### What to do
Set down all the records below, word for word.

Stored entries:

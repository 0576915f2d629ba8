use crate::error::Result;
use async_trait::async_trait;
use redis::{aio::ConnectionManager, AsyncCommands, Client};
use std::collections::HashMap;
use tokio::sync::Mutex;

#[derive(Debug, Clone)]
pub struct CacheConfig {
    pub url: String,
}

impl Default for CacheConfig {
    fn default() -> Self {
        Self {
            url: "redis://localhost:6379".to_string(),
        }
    }
}

impl CacheConfig {
    pub fn from_env() -> Self {
        Self {
            url: std::env::var("REDIS_URL").unwrap_or_else(|_| Self::default().url),
        }
    }
}

/// Hash-shaped key-value transport backing the shared cache tier.
///
/// Values are opaque byte blobs; keys address a hash, fields address entries
/// inside it.
#[async_trait]
pub trait KvStore: Send + Sync {
    async fn hget(&self, key: &str, field: &str) -> Result<Option<Vec<u8>>>;

    /// One `Option` per requested field, in order.
    async fn hmget(&self, key: &str, fields: &[String]) -> Result<Vec<Option<Vec<u8>>>>;

    async fn hset(&self, key: &str, entries: &[(String, Vec<u8>)]) -> Result<()>;

    async fn hdel(&self, key: &str, fields: &[String]) -> Result<()>;

    /// Drop the whole hash.
    async fn del(&self, key: &str) -> Result<()>;
}

/// Redis-backed store for deployments sharing the cache across processes.
#[derive(Clone)]
pub struct RedisStore {
    manager: ConnectionManager,
}

impl RedisStore {
    pub async fn new(config: CacheConfig) -> Result<Self> {
        let client = Client::open(config.url)?;
        let manager = ConnectionManager::new(client).await?;

        Ok(Self { manager })
    }

    pub async fn ping(&self) -> Result<()> {
        let mut conn = self.manager.clone();
        redis::cmd("PING").query_async::<()>(&mut conn).await?;
        Ok(())
    }
}

#[async_trait]
impl KvStore for RedisStore {
    async fn hget(&self, key: &str, field: &str) -> Result<Option<Vec<u8>>> {
        let mut conn = self.manager.clone();
        let value: Option<Vec<u8>> = conn.hget(key, field).await?;
        Ok(value)
    }

    async fn hmget(&self, key: &str, fields: &[String]) -> Result<Vec<Option<Vec<u8>>>> {
        if fields.is_empty() {
            return Ok(Vec::new());
        }
        let mut conn = self.manager.clone();
        let values: Vec<Option<Vec<u8>>> = redis::cmd("HMGET")
            .arg(key)
            .arg(fields)
            .query_async(&mut conn)
            .await?;
        Ok(values)
    }

    async fn hset(&self, key: &str, entries: &[(String, Vec<u8>)]) -> Result<()> {
        if entries.is_empty() {
            return Ok(());
        }
        let mut conn = self.manager.clone();
        conn.hset_multiple::<_, _, _, ()>(key, entries).await?;
        Ok(())
    }

    async fn hdel(&self, key: &str, fields: &[String]) -> Result<()> {
        if fields.is_empty() {
            return Ok(());
        }
        let mut conn = self.manager.clone();
        conn.hdel::<_, _, ()>(key, fields).await?;
        Ok(())
    }

    async fn del(&self, key: &str) -> Result<()> {
        let mut conn = self.manager.clone();
        conn.del::<_, ()>(key).await?;
        Ok(())
    }
}

/// Process-local store with the same shape; used in tests and single-node
/// deployments.
#[derive(Default)]
pub struct MemoryStore {
    inner: Mutex<HashMap<String, HashMap<String, Vec<u8>>>>,
}

impl MemoryStore {
    pub fn new() -> Self {
        Self::default()
    }

    pub async fn flush_all(&self) {
        self.inner.lock().await.clear();
    }
}

#[async_trait]
impl KvStore for MemoryStore {
    async fn hget(&self, key: &str, field: &str) -> Result<Option<Vec<u8>>> {
        let inner = self.inner.lock().await;
        Ok(inner.get(key).and_then(|hash| hash.get(field)).cloned())
    }

    async fn hmget(&self, key: &str, fields: &[String]) -> Result<Vec<Option<Vec<u8>>>> {
        let inner = self.inner.lock().await;
        let hash = inner.get(key);
        Ok(fields
            .iter()
            .map(|field| hash.and_then(|h| h.get(field)).cloned())
            .collect())
    }

    async fn hset(&self, key: &str, entries: &[(String, Vec<u8>)]) -> Result<()> {
        let mut inner = self.inner.lock().await;
        let hash = inner.entry(key.to_string()).or_default();
        for (field, value) in entries {
            hash.insert(field.clone(), value.clone());
        }
        Ok(())
    }

    async fn hdel(&self, key: &str, fields: &[String]) -> Result<()> {
        let mut inner = self.inner.lock().await;
        if let Some(hash) = inner.get_mut(key) {
            for field in fields {
                hash.remove(field);
            }
        }
        Ok(())
    }

    async fn del(&self, key: &str) -> Result<()> {
        self.inner.lock().await.remove(key);
        Ok(())
    }
}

### Reply
repository 0576915f2d629ba8
use crate::error::Result;
use async_trait::async_trait;
use redis::{aio::ConnectionManager, AsyncCommands, Client};
use std::collections::HashMap;
use tokio::sync::Mutex;

#[derive(Debug, Clone)]
pub struct CacheConfig {
    pub url: String,
}

impl Default for CacheConfig {
    fn default() -> Self {
        Self {
            url: "redis://localhost:6379".to_string(),
        }
    }
}

impl CacheConfig {
    pub fn from_env() -> Self {
        Self {
            url: std::env::var("REDIS_URL").unwrap_or_else(|_| Self::default().url),
        }
    }
}

/// Hash-shaped key-value transport backing the shared cache tier.
///
/// Values are opaque byte blobs; keys address a hash, fields address entries
/// inside it.
#[async_trait]
pub trait KvStore: Send + Sync {
    async fn hget(&self, key: &str, field: &str) -> Result<Option<Vec<u8>>>;

    /// One `Option` per requested field, in order.
    async fn hmget(&self, key: &str, fields: &[String]) -> Result<Vec<Option<Vec<u8>>>>;

    async fn hset(&self, key: &str, entries: &[(String, Vec<u8>)]) -> Result<()>;

    async fn hdel(&self, key: &str, fields: &[String]) -> Result<()>;

    /// Drop the whole hash.
    async fn del(&self, key: &str) -> Result<()>;
}

/// Redis-backed store for deployments sharing the cache across processes.
#[derive(Clone)]
pub struct RedisStore {
    manager: ConnectionManager,
}

impl RedisStore {
    pub async fn new(config: CacheConfig) -> Result<Self> {
        let client = Client::open(config.url)?;
        let manager = ConnectionManager::new(client).await?;

        Ok(Self { manager })
    }

    pub async fn ping(&self) -> Result<()> {
        let mut conn = self.manager.clone();
        redis::cmd("PING").query_async::<()>(&mut conn).await?;
        Ok(())
    }
}

#[async_trait]
impl KvStore for RedisStore {
    async fn hget(&self, key: &str, field: &str) -> Result<Option<Vec<u8>>> {
        let mut conn = self.manager.clone();
        let value: Option<Vec<u8>> = conn.hget(key, field).await?;
        Ok(value)
    }

    async fn hmget(&self, key: &str, fields: &[String]) -> Result<Vec<Option<Vec<u8>>>> {
        if fields.is_empty() {
            return Ok(Vec::new());
        }
        let mut conn = self.manager.clone();
        let values: Vec<Option<Vec<u8>>> = redis::cmd("HMGET")
            .arg(key)
            .arg(fields)
            .query_async(&mut conn)
            .await?;
        Ok(values)
    }

    async fn hset(&self, key: &str, entries: &[(String, Vec<u8>)]) -> Result<()> {
        if entries.is_empty() {
            return Ok(());
        }
        let mut conn = self.manager.clone();
        conn.hset_multiple::<_, _, _, ()>(key, entries).await?;
        Ok(())
    }

    async fn hdel(&self, key: &str, fields: &[String]) -> Result<()> {
        if fields.is_empty() {
            return Ok(());
        }
        let mut conn = self.manager.clone();
        conn.hdel::<_, _, ()>(key, fields).await?;
        Ok(())
    }

    async fn del(&self, key: &str) -> Result<()> {
        let mut conn = self.manager.clone();
        conn.del::<_, ()>(key).await?;
        Ok(())
    }
}

/// Process-local store with the same shape; used in tests and single-node
/// deployments.
#[derive(Default)]
pub struct MemoryStore {
    inner: Mutex<HashMap<String, HashMap<String, Vec<u8>>>>,
}

impl MemoryStore {
    pub fn new() -> Self {
        Self::default()
    }

    pub async fn flush_all(&self) {
        self.inner.lock().await.clear();
    }
}

#[async_trait]
impl KvStore for MemoryStore {
    async fn hget(&self, key: &str, field: &str) -> Result<Option<Vec<u8>>> {
        let inner = self.inner.lock().await;
        Ok(inner.get(key).and_then(|hash| hash.get(field)).cloned())
    }

    async fn hmget(&self, key: &str, fields: &[String]) -> Result<Vec<Option<Vec<u8>>>> {
        let inner = self.inner.lock().await;
        let hash = inner.get(key);
        Ok(fields
            .iter()
            .map(|field| hash.and_then(|h| h.get(field)).cloned())
            .collect())
    }

    async fn hset(&self, key: &str, entries: &[(String, Vec<u8>)]) -> Result<()> {
        let mut inner = self.inner.lock().await;
        let hash = inner.entry(key.to_string()).or_default();
        for (field, value) in entries {
            hash.insert(field.clone(), value.clone());
        }
        Ok(())
    }

    async fn hdel(&self, key: &str, fields: &[String]) -> Result<()> {
        let mut inner = self.inner.lock().await;
        if let Some(hash) = inner.get_mut(key) {
            for field in fields {
                hash.remove(field);
            }
        }
        Ok(())
    }

    async fn del(&self, key: &str) -> Result<()> {
        self.inner.lock().await.remove(key);
        Ok(())
    }
}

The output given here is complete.